Regression Trees for Longitudinal Data with Baseline Covariates

Biostat Epidemiol. 2019;3(1):1-22. doi: 10.1080/24709360.2018.1557797. Epub 2018 Dec 31.

Abstract

Longitudinal changes in a population of interest are often heterogeneous and may be influenced by a combination of baseline factors. In such cases, traditional linear mixed effects models (Laird and Ware, 1982) assuming common parametric form for the mean structure may not be applicable. We show that the regression tree methodology for longitudinal data can identify and characterize longitudinally homogeneous subgroups. Most of the currently available regression tree construction methods are either limited to a repeated measures scenario or combine the heterogeneity among subgroups with the random inter-subject variability. We propose a longitudinal classification and regression tree (LongCART) algorithm under conditional inference framework (Hothorn, Hornik and Zeileis, 2006) that overcomes these limitations utilizing a two-step approach. The LongCART algorithm first selects the partitioning variable via a parameter instability test and then finds the optimal split for the selected partitioning variable. Thus, at each node, the decision of further splitting is type-I error controlled and thus it guards against variable selection bias, over-fitting and spurious splitting.
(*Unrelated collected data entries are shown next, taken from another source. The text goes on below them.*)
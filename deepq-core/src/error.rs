//! Errors in the library.
use thiserror::Error;

/// Errors in the library.
#[derive(Error, Debug, Clone, PartialEq)]
pub enum DeepqError {
    /// The experience buffer holds fewer transitions than requested.
    ///
    /// Callers skip the optimization step on this error, training continues.
    #[error("Insufficient data: requested {requested} transitions, buffer holds {available}")]
    InsufficientData {
        /// Requested batch size.
        requested: usize,
        /// Number of transitions in the buffer.
        available: usize,
    },

    /// An error surfaced by the environment.
    #[error("Environment error: {0}")]
    Environment(String),

    /// Invalid configuration detected at construction time.
    #[error("Invalid configuration: {0}")]
    InvalidConfiguration(String),

    /// A frame does not have the shape of the stacked-frame window.
    #[error("Frame shape mismatch: expected {expected:?}, got {actual:?}")]
    FrameShape {
        /// Shape of frames in the window.
        expected: [usize; 2],
        /// Shape of the given frame.
        actual: [usize; 2],
    },

    /// Record key error.
    #[error("Record key error: {0}")]
    RecordKey(String),

    /// Record value type error.
    #[error("Record value type error: {0}")]
    RecordValueType(String),
}

impl DeepqError {
    /// Returns `true` if `err` is [`DeepqError::InsufficientData`].
    pub fn is_insufficient_data(err: &anyhow::Error) -> bool {
        matches!(
            err.downcast_ref::<DeepqError>(),
            Some(DeepqError::InsufficientData { .. })
        )
    }

    /// Creates [`DeepqError::InvalidConfiguration`].
    pub fn invalid_config(msg: impl Into<String>) -> Self {
        Self::InvalidConfiguration(msg.into())
    }
}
We have obtained the asymptotic results for the proposed instability test and examined its finite sample behavior through simulation studies. Comparative performance of LongCART algorithm were evaluated empirically via simulation studies. Finally, we applied LongCART to study the longitudinal changes in choline levels among HIV-positive patients.

Keywords: Brownian Bridge; Instability test; LongCART; Longitudinal data; Mixed models; Regression tree; Score process.